Democrats and Republicans have been going at each other. Yet, what is tremendously obvious if you digest the latest Gallup or Rasmussen polls is that both parties' voters are fed up with both parties. Nearly half of respondents in these polls are going with the intention of keeping the other out because they are afraid. Thus, it is hard to imagine the electoral process producing any sort of good outcome when most voters are plain scared.
The man whose campaign corporate media single-handedly destroyed in 2004, Howard Dean, came out for ranked choice voting. John Nichols wrote about it in The Nation. The idea seems reasonable enough and sane, which I hear a significant number of Americans want policies or agenda items to be if they are going to support them. The process, if instituted, would dramatically change our winner-take-all electoral system so we could actually vote for who we wanted without feeling guilty of causing some outcome we think might usher in a catastrophe.
If this happened, Robert Parry and Stephen Zunes and other writers like them could give it up. Progressives wouldn't have to read or write another word about what they don't like about Ralph Nader and people who voted Ralph Nader. The people might get one step closer to admitting that the success of the Tea Party in this election, who are really now as Bill Maher said on Friday "useful idiots of corporations," is because the Democrats are political eunuchs. The corporate dollars they need to win elections prevent them from taking stances against other politicians financed by corporations who take bold stands and engage in great theatrics and manage to get supposedly reasonable Democrats to concede to petulant demands.

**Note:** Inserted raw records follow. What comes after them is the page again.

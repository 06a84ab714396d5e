use axum::{http::StatusCode, response::IntoResponse, Json};
use serde::Serialize;

/// 201 with a JSON body
pub struct Created<T: Serialize>(pub T);

impl<T: Serialize> IntoResponse for Created<T> {
    fn into_response(self) -> axum::response::Response {
        (StatusCode::CREATED, Json(self.0)).into_response()
    }
}

/// 202 with a JSON body, for work finished asynchronously
pub struct Accepted<T: Serialize>(pub T);

impl<T: Serialize> IntoResponse for Accepted<T> {
    fn into_response(self) -> axum::response::Response {
        (StatusCode::ACCEPTED, Json(self.0)).into_response()
    }
}

/// No content response helper for DELETE endpoints
pub struct NoContent;

impl IntoResponse for NoContent {
    fn into_response(self) -> axum::response::Response {
        StatusCode::NO_CONTENT.into_response()
    }
}
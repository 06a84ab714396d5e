//! Connectivity probes for backing services.

use async_trait::async_trait;

use super::db::Database;
use super::memory::{MemoryCache, MemoryDatabase};
use super::RedisCache;
use crate::errors::{AppError, AppResult};

/// A dependency that can be pinged.
#[async_trait]
pub trait HealthCheck: Send + Sync {
    async fn ping(&self) -> AppResult<()>;
}

#[async_trait]
impl HealthCheck for Database {
    async fn ping(&self) -> AppResult<()> {
        Database::ping(self)
            .await
            .map_err(|e| AppError::store("ping database", e))
    }
}

#[async_trait]
impl HealthCheck for RedisCache {
    async fn ping(&self) -> AppResult<()> {
        RedisCache::ping(self).await
    }
}

#[async_trait]
impl HealthCheck for MemoryDatabase {
    async fn ping(&self) -> AppResult<()> {
        MemoryDatabase::ping(self).await
    }
}

#[async_trait]
impl HealthCheck for MemoryCache {
    async fn ping(&self) -> AppResult<()> {
        MemoryCache::ping(self).await
    }
}
//! In-memory queue with visibility leases on the tokio clock.

use async_trait::async_trait;
use std::collections::{HashMap, VecDeque};
use std::sync::atomic::{AtomicBool, AtomicUsize, Ordering};
use std::time::Duration;
use tokio::sync::Mutex;
use tokio::time::Instant;
use uuid::Uuid;

use crate::domain::Message;
use crate::errors::{AppError, AppResult};
use crate::infra::queue::{parse_receipt_handle, receipt_handle, receive_batch_size};
use crate::infra::MessageQueue;

#[derive(Debug)]
struct Lease {
    message: Message,
    token: String,
    expires_at: Instant,
}

#[derive(Debug, Default)]
struct QueueState {
    ready: VecDeque<Message>,
    in_flight: HashMap<Uuid, Lease>,
}

impl QueueState {
    fn requeue_expired(&mut self, now: Instant) {
        let expired: Vec<Uuid> = self
            .in_flight
            .iter()
            .filter(|(_, lease)| lease.expires_at <= now)
            .map(|(id, _)| *id)
            .collect();

        for id in expired {
            if let Some(lease) = self.in_flight.remove(&id) {
                self.ready.push_front(lease.message);
            }
        }
    }
}

#[derive(Debug, Default)]
pub struct MemoryQueue {
    state: Mutex<QueueState>,
    fail_receives: AtomicBool,
    failing_deletes: AtomicUsize,
}

impl MemoryQueue {
    pub fn new() -> Self {
        Self::default()
    }

    /// While set, receive calls fail.
    pub fn set_receive_failure(&self, fail: bool) {
        self.fail_receives.store(fail, Ordering::SeqCst);
    }

    /// Make the next `n` delete calls fail.
    pub fn fail_next_deletes(&self, n: usize) {
        self.failing_deletes.store(n, Ordering::SeqCst);
    }

    /// Messages not yet deleted, leased or not.
    pub async fn len(&self) -> usize {
        let state = self.state.lock().await;
        state.ready.len() + state.in_flight.len()
    }

    pub async fn is_empty(&self) -> bool {
        self.len().await == 0
    }

    /// Messages currently leased to a receiver.
    pub async fn in_flight(&self) -> usize {
        self.state.lock().await.in_flight.len()
    }
}

#[async_trait]
impl MessageQueue for MemoryQueue {
    async fn send(&self, message: &Message) -> AppResult<()> {
        let mut stored = message.clone();
        stored.receipt_handle = None;
        self.state.lock().await.ready.push_back(stored);
        Ok(())
    }

    async fn receive(
        &self,
        max_messages: usize,
        visibility_timeout: Duration,
    ) -> AppResult<Vec<Message>> {
        if self.fail_receives.load(Ordering::SeqCst) {
            return Err(AppError::queue("receive messages", "queue unavailable"));
        }

        let now = Instant::now();
        let mut state = self.state.lock().await;
        state.requeue_expired(now);

        let mut received = Vec::new();
        while received.len() < receive_batch_size(max_messages) {
            let Some(mut message) = state.ready.pop_front() else {
                break;
            };
            let token = Uuid::new_v4().simple().to_string();
            message.receipt_handle = Some(receipt_handle(message.id, &token));
            state.in_flight.insert(
                message.id,
                Lease {
                    message: Message {
                        receipt_handle: None,
                        ..message.clone()
                    },
                    token,
                    expires_at: now + visibility_timeout,
                },
            );
            received.push(message);
        }

        Ok(received)
    }

    async fn delete(&self, message: &Message) -> AppResult<()> {
        let injected = self
            .failing_deletes
            .fetch_update(Ordering::SeqCst, Ordering::SeqCst, |n| n.checked_sub(1))
            .is_ok();
        if injected {
            return Err(AppError::queue("delete message", "queue unavailable"));
        }

        let (id, token) = parse_receipt_handle(message)?;
        let mut state = self.state.lock().await;

        let live = state
            .in_flight
            .get(&id)
            .is_some_and(|lease| lease.token == token && lease.expires_at > Instant::now());
        if !live {
            return Err(AppError::queue(
                "delete message",
                format!("receipt handle for message {} is stale", id),
            ));
        }

        state.in_flight.remove(&id);
        Ok(())
    }
}

#[cfg(test)]
mod tests {
    use super::*;

    const LEASE: Duration = Duration::from_secs(30);

    #[tokio::test]
    async fn test_receive_is_capped_at_ten() {
        let queue = MemoryQueue::new();
        for i in 0..15 {
            queue.send(&Message::new(i.to_string())).await.unwrap();
        }

        let batch = queue.receive(50, LEASE).await.unwrap();
        assert_eq!(batch.len(), 10);
        assert!(batch.iter().all(|m| m.receipt_handle.is_some()));
        assert_eq!(queue.in_flight().await, 10);
    }

    #[tokio::test]
    async fn test_leased_messages_are_hidden() {
        let queue = MemoryQueue::new();
        queue.send(&Message::new("only")).await.unwrap();

        assert_eq!(queue.receive(10, LEASE).await.unwrap().len(), 1);
        assert!(queue.receive(10, LEASE).await.unwrap().is_empty());
    }

    #[tokio::test(start_paused = true)]
    async fn test_expired_lease_is_redelivered_and_old_handle_goes_stale() {
        let queue = MemoryQueue::new();
        queue.send(&Message::new("again")).await.unwrap();

        let first = queue.receive(1, LEASE).await.unwrap().remove(0);
        tokio::time::advance(LEASE + Duration::from_secs(1)).await;

        let second = queue.receive(1, LEASE).await.unwrap().remove(0);
        assert_eq!(first.id, second.id);
        assert_ne!(first.receipt_handle, second.receipt_handle);

        assert!(queue.delete(&first).await.is_err());
        queue.delete(&second).await.unwrap();
        assert!(queue.is_empty().await);
    }

    #[tokio::test]
    async fn test_injected_delete_failure_keeps_message() {
        let queue = MemoryQueue::new();
        queue.send(&Message::new("keep")).await.unwrap();
        queue.fail_next_deletes(1);

        let message = queue.receive(1, LEASE).await.unwrap().remove(0);
        assert!(queue.delete(&message).await.is_err());
        assert_eq!(queue.len().await, 1);

        queue.delete(&message).await.unwrap();
        assert!(queue.is_empty().await);
    }
}
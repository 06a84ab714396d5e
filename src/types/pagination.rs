//! Pagination types for list endpoints.

use serde::{Deserialize, Serialize};
use utoipa::{IntoParams, ToSchema};

use crate::api::handlers::{MatchingResponse, UserResponse};
use crate::config::{DEFAULT_PAGE_SIZE, MAX_PAGE_SIZE};

/// Limit/offset query parameters, reusable across list endpoints
#[derive(Debug, Clone, Default, Deserialize, IntoParams)]
#[into_params(parameter_in = Query)]
pub struct PaginationParams {
    /// Page size, capped at 100 (default 20)
    pub limit: Option<u64>,
    /// Number of items to skip (default 0)
    pub offset: Option<u64>,
}

impl PaginationParams {
    /// Get limit capped at maximum
    pub fn limit(&self) -> u64 {
        self.limit.unwrap_or(DEFAULT_PAGE_SIZE).min(MAX_PAGE_SIZE)
    }

    pub fn offset(&self) -> u64 {
        self.offset.unwrap_or(0)
    }
}

/// Paginated response wrapper
#[derive(Debug, Serialize, ToSchema)]
#[aliases(UserPage = Paginated<UserResponse>, MatchingPage = Paginated<MatchingResponse>)]
pub struct Paginated<T> {
    pub data: Vec<T>,
    pub meta: PaginationMeta,
}

/// Pagination metadata
#[derive(Debug, Serialize, ToSchema)]
pub struct PaginationMeta {
    pub limit: u64,
    pub offset: u64,
    /// Items in this page
    pub count: u64,
}

impl<T> Paginated<T> {
    pub fn new(data: Vec<T>, limit: u64, offset: u64) -> Self {
        let count = data.len() as u64;
        Self {
            data,
            meta: PaginationMeta {
                limit,
                offset,
                count,
            },
        }
    }
}

#[cfg(test)]
mod tests {
    use super::*;

    #[test]
    fn test_defaults_and_cap() {
        let params = PaginationParams::default();
        assert_eq!(params.limit(), DEFAULT_PAGE_SIZE);
        assert_eq!(params.offset(), 0);

        let params = PaginationParams {
            limit: Some(500),
            offset: Some(40),
        };
        assert_eq!(params.limit(), MAX_PAGE_SIZE);
        assert_eq!(params.offset(), 40);
    }
}
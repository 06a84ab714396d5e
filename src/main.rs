//! Matching API - Application entry point

use clap::Parser;
use tracing_subscriber::{layer::SubscriberExt, util::SubscriberInitExt};

use matching_api::{
    cli::{Cli, Commands},
    commands,
    config::Config,
};

#[tokio::main]
async fn main() {
    let cli = Cli::parse();

    // Initialize tracing (verbose mode sets debug level)
    init_tracing(cli.verbose);

    let config = Config::from_env();
    tracing::debug!(?config, "Configuration loaded");

    let result = match cli.command {
        Commands::Serve(args) => commands::serve::execute(args, config).await,
        Commands::Migrate(args) => commands::migrate::execute(args, config).await,
        Commands::Jobs(args) => commands::jobs::execute(args, config).await,
    };

    if let Err(e) = result {
        tracing::error!("Command failed: {}", e);
        std::process::exit(1);
    }
}

/// Initialize tracing subscriber
fn init_tracing(verbose: bool) {
    let filter = if verbose {
        "debug".to_string()
    } else {
        std::env::var("RUST_LOG").unwrap_or_else(|_| "info".to_string())
    };

    tracing_subscriber::registry()
        .with(tracing_subscriber::fmt::layer())
        .with(tracing_subscriber::EnvFilter::new(filter))
        .init();
}
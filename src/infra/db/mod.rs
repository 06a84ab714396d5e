//! Database connection and initialization.

use sea_orm::{ConnectionTrait, Database as SeaDatabase, DatabaseConnection, DbErr, Statement};
use sea_orm_migration::MigratorTrait;

use crate::config::Config;
use crate::errors::{AppError, AppResult};

pub mod migrations;

pub use migrations::Migrator;

/// Database wrapper for connection management
#[derive(Clone)]
pub struct Database {
    connection: DatabaseConnection,
}

impl Database {
    /// Connect and apply pending migrations.
    pub async fn connect(config: &Config) -> AppResult<Self> {
        let database = Self::connect_without_migrations(config)
            .await
            .map_err(|e| AppError::store("connect to database", e))?;

        database
            .run_migrations()
            .await
            .map_err(|e| AppError::store("run migrations", e))?;

        tracing::info!("Database connected and migrations applied");

        Ok(database)
    }

    /// Connect without running migrations (for CLI commands).
    pub async fn connect_without_migrations(config: &Config) -> Result<Self, DbErr> {
        let connection = SeaDatabase::connect(&config.database_url).await?;
        Ok(Self { connection })
    }

    /// Get a reference to the database connection.
    pub fn connection(&self) -> &DatabaseConnection {
        &self.connection
    }

    /// Get a clone of the database connection.
    pub fn get_connection(&self) -> DatabaseConnection {
        self.connection.clone()
    }

    /// Run pending migrations.
    pub async fn run_migrations(&self) -> Result<(), DbErr> {
        Migrator::up(&self.connection, None).await
    }

    /// Rollback the last migration.
    pub async fn rollback_migration(&self) -> Result<(), DbErr> {
        Migrator::down(&self.connection, Some(1)).await
    }

    /// List all migrations with their applied status.
    pub async fn migration_status(&self) -> Result<Vec<(String, bool)>, DbErr> {
        use sea_orm::{EntityTrait, QueryOrder};
        use sea_orm_migration::seaql_migrations;

        let applied: std::collections::HashSet<String> = seaql_migrations::Entity::find()
            .order_by_asc(seaql_migrations::Column::Version)
            .all(&self.connection)
            .await?
            .into_iter()
            .map(|m| m.version)
            .collect();

        Ok(Migrator::migrations()
            .iter()
            .map(|m| {
                let name = m.name().to_string();
                let is_applied = applied.contains(&name);
                (name, is_applied)
            })
            .collect())
    }

    /// Drop everything and run all migrations fresh.
    pub async fn fresh_migrations(&self) -> Result<(), DbErr> {
        Migrator::fresh(&self.connection).await
    }

    /// Check database connectivity by executing a simple query.
    pub async fn ping(&self) -> Result<(), DbErr> {
        self.connection
            .execute(Statement::from_string(
                self.connection.get_database_backend(),
                "SELECT 1".to_string(),
            ))
            .await?;
        Ok(())
    }
}
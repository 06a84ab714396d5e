//! Background jobs.
//!
//! Long-running drivers for work that is queued rather than done inline.

pub mod user_deletion;

pub use user_deletion::{DeletionWorker, WorkerStats};
impl MemoryDatabase {
    pub fn new() -> Arc<Self> {
        Arc::new(Self::default())
    }

    /// Make the next `n` transaction begins fail.
    pub async fn fail_next_begins(&self, n: usize) {
        self.faults.lock().await.begin = n;
    }

    /// Make the next `n` commits fail.
    pub async fn fail_next_commits(&self, n: usize) {
        self.faults.lock().await.commit = n;
    }

    /// Make the next `n` rollbacks fail.
    pub async fn fail_next_rollbacks(&self, n: usize) {
        self.faults.lock().await.rollback = n;
    }

    /// Make the next `n` user removals fail.
    pub async fn fail_next_user_removes(&self, n: usize) {
        self.faults.lock().await.user_remove = n;
    }

    /// Toggle the health probe result.
    pub fn set_unavailable(&self, unavailable: bool) {
        self.unavailable.store(unavailable, Ordering::SeqCst);
    }

    pub async fn ping(&self) -> AppResult<()> {
        if self.unavailable.load(Ordering::SeqCst) {
            return Err(AppError::store(
                "ping database",
                DbErr::Custom("database unavailable".to_string()),
            ));
        }
        Ok(())
    }

    pub async fn user_count(&self) -> usize {
        self.tables.lock().await.users.len()
    }

    pub async fn matching_count(&self) -> usize {
        self.tables.lock().await.matchings.len()
    }

    async fn take_fault(&self, fault: Fault) -> Result<(), DbErr> {
        let mut faults = self.faults.lock().await;
        let remaining = match fault {
            Fault::Begin => &mut faults.begin,
            Fault::Commit => &mut faults.commit,
            Fault::Rollback => &mut faults.rollback,
            Fault::UserRemove => &mut faults.user_remove,
        };
        if *remaining > 0 {
            *remaining -= 1;
            return Err(DbErr::Custom(format!("injected {:?} failure", fault)));
        }
        Ok(())
    }

    /// Open a transaction over a copy of the current tables.
    pub async fn begin(self: &Arc<Self>) -> AppResult<MemoryTx> {
        self.take_fault(Fault::Begin)
            .await
            .map_err(|e| AppError::store("begin transaction", e))?;

        let working = self.tables.lock().await.clone();
        Ok(MemoryTx {
            db: Arc::clone(self),
            working: Mutex::new(working),
            journal: Mutex::new(Vec::new()),
        })
    }
}

/// An open in-memory transaction.
#[derive(Debug)]
pub struct MemoryTx {
    db: Arc<MemoryDatabase>,
    working: Mutex<Tables>,
    journal: Mutex<Vec<Op>>,
}

impl MemoryTx {
    async fn write(&self, op: Op) -> AppResult<Option<Uuid>> {
        let result = self.working.lock().await.apply(&op)?;
        self.journal.lock().await.push(op);
        Ok(result)
    }
}

#[async_trait]
impl TransactionHandle for MemoryTx {
    fn tx(&self) -> Tx<'_> {
        Tx::Memory(self)
    }

    async fn commit(self) -> AppResult<()> {
        self.db
            .take_fault(Fault::Commit)
            .await
            .map_err(|e| AppError::store("commit transaction", e))?;

        let journal = self.journal.into_inner();
        let mut live = self.db.tables.lock().await;
        let mut next = live.clone();
        for op in &journal {
            next.apply(op)?;
        }
        *live = next;
        Ok(())
    }

    async fn rollback(self) -> AppResult<()> {
        self.db
            .take_fault(Fault::Rollback)
            .await
            .map_err(|e| AppError::store("rollback transaction", e))
    }
}

async fn read<R, F>(db: &MemoryDatabase, tx: Option<Tx<'_>>, f: F) -> AppResult<R>
where
    F: FnOnce(&Tables) -> R + Send,
{
    match tx {
        None => Ok(f(&*db.tables.lock().await)),
        Some(tx) => Ok(f(&*tx.memory()?.working.lock().await)),
    }
}

async fn write(db: &MemoryDatabase, tx: Option<Tx<'_>>, op: Op) -> AppResult<Option<Uuid>> {
    match tx {
        None => db.tables.lock().await.apply(&op),
        Some(tx) => tx.memory()?.write(op).await,
    }
}

/// In-memory implementation of UserRepository
pub struct MemoryUserStore {
    db: Arc<MemoryDatabase>,
}

impl MemoryUserStore {
    pub fn new(db: Arc<MemoryDatabase>) -> Self {
        Self { db }
    }
}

I am not afraid of saying Americans should exercise their right to vote whomever is
on the ballot tomorrow and I hope many more Americans than usual send a message
by voting neither when they can. Let politicians feel a shakeup now perhaps similar to the
shakeup Jeb Bush appears to think is possible. Let it happen before the 2012
Election and let progressives seize the opening to take one more step toward turning this country around.
I'm working
the polls and have a location to report to early in the morning. I'll have plenty
of time to refine my thoughts on this and revise this post tomorrow evening. I'll come back and see if I was off-the-mark or if other Americans are feeling heavily skeptical this electoral season.
The ones who rule have got us beat. They get the wealth while we put in the work. We may not be as taxed, but government money doesn't fund what the people need anymore anyway. So, it has gotten harder to justify taxes and argue increasing taxes would make it possible for government to do good. Whose to say that money wouldn't just go right into bailouts for more corporations who would just hold on to the money and not ever let a single dollar trickle down?